Ogni innovazione tecnologica porta sempre con sé nuove opportunità ma anche qualche problema, perché uno strumento in sé ha sempre questa doppia inclinazione al bene o al male. Dipende sempre da come le vogliamo utilizzare: per migliorare le nostre vite con un giusto equilibrio e un corretto impiego, le opportunità potranno sicuramente avere la meglio sui rischi.
Prende spunto da queste considerazioni la riflessione di Giovanni Tridente, docente presso la Pontificia Università della Santa Croce e autore del libro “Anima digitale. La Chiesa alla prova dell’Intelligenza” (Tau editrice).
“La Chiesa si sta interessando di questo ambito perché la riflessione etica e antropologica accompagna tutta la riflessione ecclesiale sia in ambito teologico, filosofico, sia in quello del magistero”, spiega lo studioso. “San Giovanni Paolo II ha affrontato l’Intelligenza Artificiale nell’utilizzo dell’industria pesante, la sostituzione della prima mano d’opera con dei robot: al centro il desiderio di salvaguardare la centralità dell’uomo e salvare le professionalità. Papa Benedetto XVI ha parlato della libertà umana e dell’applicazione etica. Con Papa Francesco è esploso il tema con lo sviluppo dell’intelligenza artificiale, con la necessità di rimettere al centro l’uomo con la responsabilità di aziende, sviluppatori, utenti finali. Le macchine così potenti non devono rischiare di danneggiare la vita delle persone”, illustra.
La consapevolezza degli utenti cattolici
Oggi si parla tanto di intelligenza artificiale. E sono in tanti ad utilizzarli magari anche senza esserne consapevoli. Un tema molto attuale che è stato affrontato anche nella recente Settimana Sociale dei Cattolici italiani che si è svolta a Trieste. “L’ambito della consapevolezza è una delle sfide che abbiamo. Lo sviluppo avviene in maniera accelerato, ma prendere coscienza di una responsabilità individuale da non attribuire alle macchine. Lo strumento non è responsabile e non ha un’etica”, prosegue il professore. “La sfida è attuare un interesse conoscitivo verso questi strumenti, comprendere dove li usiamo e dove possiamo farlo meglio. Bisogna sfruttare la creatività umana, applicare queste rivoluzioni complesse nella vita di tutti i giorni, dall’educazione, al lavoro, alla formazione, ai modelli culturali e professionali. Il sottofondo di questa consapevolezza deve riguardare sempre la responsabilità. Le conseguenze dipenderanno sempre dalle nostre scelte“, continua Tridente.

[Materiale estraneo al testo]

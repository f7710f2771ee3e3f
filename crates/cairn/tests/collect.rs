//! End-to-end collection tests over real directory trees.

use cairn::augment::{self, FILE_LAST_MODIFICATION_FIELD, FILE_SIZE_FIELD};
use cairn::selector;
use cairn::{
    Collector, Entry, IndexOptions, IndexTable, Layout, LayoutError, Metadata, OnMalformed,
    SelectionMode,
};
use filetime::{set_file_mtime, FileTime};
use std::cell::Cell;
use std::fs;
use std::path::{Path, PathBuf};
use tempfile::TempDir;

/// A dataset root in a temp directory
struct TestEnv {
    /// Temp directory (cleaned up on drop)
    _temp: TempDir,
    pub root: PathBuf,
}

impl TestEnv {
    fn new() -> Self {
        let temp = TempDir::new().expect("Failed to create temp dir");
        let root = temp.path().join("books");
        fs::create_dir_all(&root).expect("Failed to create root dir");
        Self { _temp: temp, root }
    }

    fn write_file(&self, name: &str, content: &str) -> PathBuf {
        let path = self.root.join(name);
        if let Some(parent) = path.parent() {
            fs::create_dir_all(parent).ok();
        }
        fs::write(&path, content).expect("Failed to write file");
        path
    }

    fn write_files(&self, names: &[&str]) {
        for name in names {
            self.write_file(name, "");
        }
    }
}

fn relatives(entries: &[Entry]) -> Vec<&str> {
    entries.iter().map(|e| e.path.relative()).collect()
}

fn collect_all(layout: &Layout, collector: &Collector<'_>) -> Vec<Entry> {
    layout
        .collect(collector)
        .collect::<cairn::Result<Vec<_>>>()
        .unwrap()
}

fn flat_books() -> (TestEnv, Layout) {
    let env = TestEnv::new();
    env.write_files(&[
        "planetary$1965$dune.pdf",
        "dystopian$1949$1984.pdf",
        "planetary$2011$the_martian.pdf",
        "dystopian$1932$brave_new_world.pdf",
    ]);
    let layout = Layout::flat(&env.root, ["genre", "year"], '$').unwrap();
    (env, layout)
}

// ============================================================================
// Flat layouts
// ============================================================================

#[test]
fn test_flat_collects_in_name_order() {
    let (env, layout) = flat_books();
    let entries = collect_all(&layout, &Collector::new());

    assert_eq!(
        relatives(&entries),
        vec![
            "dystopian$1932$brave_new_world.pdf",
            "dystopian$1949$1984.pdf",
            "planetary$1965$dune.pdf",
            "planetary$2011$the_martian.pdf",
        ]
    );
    assert_eq!(
        entries[1].metadata,
        Metadata::from([("genre", "dystopian"), ("year", "1949"), ("filename", "1984.pdf")])
    );
    assert_eq!(entries[1].path.as_path(), env.root.join("dystopian$1949$1984.pdf"));
}

#[test]
fn test_flat_ignores_subdirectories() {
    let (env, layout) = flat_books();
    env.write_file("archive/planetary$1951$foundation.pdf", "");

    let entries = collect_all(&layout, &Collector::new());
    assert_eq!(entries.len(), 4);
    assert!(entries.iter().all(|e| e.path.depth() == 0));
}

#[test]
fn test_malformed_path_stops_collection() {
    let (env, layout) = flat_books();
    env.write_file("notes.txt", "");

    let collector = Collector::new();
    let mut collect = layout.collect(&collector);
    let mut ok = 0;
    let err = loop {
        match collect.next() {
            Some(Ok(_)) => ok += 1,
            Some(Err(err)) => break err,
            None => panic!("expected a malformed path error"),
        }
    };

    // "notes.txt" sorts after both dystopian entries
    assert_eq!(ok, 2);
    assert!(err.is_malformed_path(), "got {err:?}");
    assert!(collect.next().is_none());
    assert!(collect.next().is_none());
}

#[test]
fn test_skip_malformed_counts_skipped_paths() {
    let (env, layout) = flat_books();
    env.write_file("notes.txt", "");
    env.write_file("too$many$tokens$here.pdf", "");

    let collector = Collector::new().on_malformed(OnMalformed::Skip);
    let mut collect = layout.collect(&collector);
    let entries: Vec<_> = collect.by_ref().collect::<cairn::Result<_>>().unwrap();

    assert_eq!(entries.len(), 4);
    let stats = collect.stats();
    assert_eq!(stats.discovered, 6);
    assert_eq!(stats.skipped_malformed, 2);
    assert_eq!(stats.emitted, 4);
}

#[test]
fn test_path_selector_prevents_parsing() {
    let (env, layout) = flat_books();
    env.write_file("README", "");

    let collector = Collector::new().path_selector(selector::extension("pdf"));
    let mut collect = layout.collect(&collector);
    let entries: Vec<_> = collect.by_ref().collect::<cairn::Result<_>>().unwrap();

    assert_eq!(entries.len(), 4);
    let stats = collect.stats();
    assert_eq!(stats.discarded_by_path, 1);
    assert_eq!(stats.parsed, 4);
}

#[test]
fn test_metadata_selector_with_cast() {
    let (_env, layout) = flat_books();
    let collector =
        Collector::new().metadata_selector(selector::field_parsed("year", |year: i32| year < 2000));

    let entries = collect_all(&layout, &collector);
    let titles: Vec<_> = entries.iter().filter_map(|e| e.metadata.filename()).collect();
    assert_eq!(titles, vec!["brave_new_world.pdf", "1984.pdf", "dune.pdf"]);
}

#[test]
fn test_all_and_any_modes() {
    let (_env, layout) = flat_books();
    let build = |mode| {
        Collector::new()
            .selection_mode(mode)
            .metadata_selector(selector::field_equals("genre", "planetary"))
            .metadata_selector(selector::field_equals("genre", "dystopian"))
    };

    // Mutually exclusive selectors under All select nothing
    let all = build(SelectionMode::All);
    assert!(collect_all(&layout, &all).is_empty());

    // Under Any they select the union, in discovery order
    let any = build(SelectionMode::Any);
    let union = collect_all(&layout, &any);

    let only = |genre: &str| {
        let collector = Collector::new().metadata_selector(selector::field_equals("genre", genre));
        collect_all(&layout, &collector)
    };
    let dystopian = only("dystopian");
    let planetary = only("planetary");
    assert_eq!(dystopian.len(), 2);
    assert_eq!(planetary.len(), 2);

    let expected: Vec<Entry> = dystopian.into_iter().chain(planetary).collect();
    assert_eq!(union, expected);
}

#[test]
fn test_any_over_overlapping_selectors_keeps_discovery_order() {
    let (_env, layout) = flat_books();
    let any = Collector::new()
        .selection_mode(SelectionMode::Any)
        .metadata_selector(selector::field_parsed("year", |year: i32| year > 1960))
        .metadata_selector(selector::field_equals("genre", "dystopian"));

    let all = collect_all(&layout, &Collector::new());
    let expected: Vec<&str> = all
        .iter()
        .filter(|e| {
            e.metadata.get_parsed::<i32>("year").map_or(false, |y| y > 1960)
                || e.metadata.get("genre") == Some("dystopian")
        })
        .map(|e| e.path.relative())
        .collect();

    let union = collect_all(&layout, &any);
    assert_eq!(relatives(&union), expected);
    assert_eq!(union.len(), 4);
}

#[test]
fn test_collection_is_lazy() {
    let (_env, layout) = flat_books();
    let parsed = Cell::new(0);
    let collector = Collector::new().metadata_selector(|_: &Metadata| {
        parsed.set(parsed.get() + 1);
        true
    });

    let mut collect = layout.collect(&collector);
    let first = collect.next().unwrap().unwrap();
    assert_eq!(first.metadata.get("year"), Some("1932"));
    assert_eq!(parsed.get(), 1);
    assert_eq!(collect.stats().discovered, 1);

    drop(collect);
    assert_eq!(parsed.get(), 1);
}

#[test]
fn test_repeated_collections_are_identical() {
    let (_env, layout) = flat_books();
    let collector = Collector::new().path_selector(selector::glob("*$19*").unwrap());

    let first = collect_all(&layout, &collector);
    let second = collect_all(&layout, &collector);
    assert_eq!(first, second);
    assert_eq!(first.len(), 3);
}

Anima digitale senza dimenticare la relazione
Il titolo “Anima Digitale” è sicuramente una provocazione. Rischiamo in futuro di avere omelie e riflessioni affidate a un algoritmo? Sono stati fatti anche dei test affidando a una macchina l’omelia tratta dalla liturgia domenicale. “La domanda di fondo è: il digitale può avere un’anima o l’uomo deve immettere questo spirito umano nella tecnologia? E’ lo spirito di fondo che deve accompagnare tutto il nostro sviluppo” – risponde l’autore – “le macchine imitano il comportamento umano, ma sono strumenti. Bisogna riporre l’attenzione e fare sempre meglio ciò che ci rende umani. Le macchine devono incrementare queste nostre abilità come una sorta di estensione. Non dobbiamo delegare troppo, ma facciamo in modo di ampliare il nostro sguardo che parte dalla nostra interiorità. Non dobbiamo mai smettere di farci domande, quelle domande a cui si cercherà di dare una risposta”.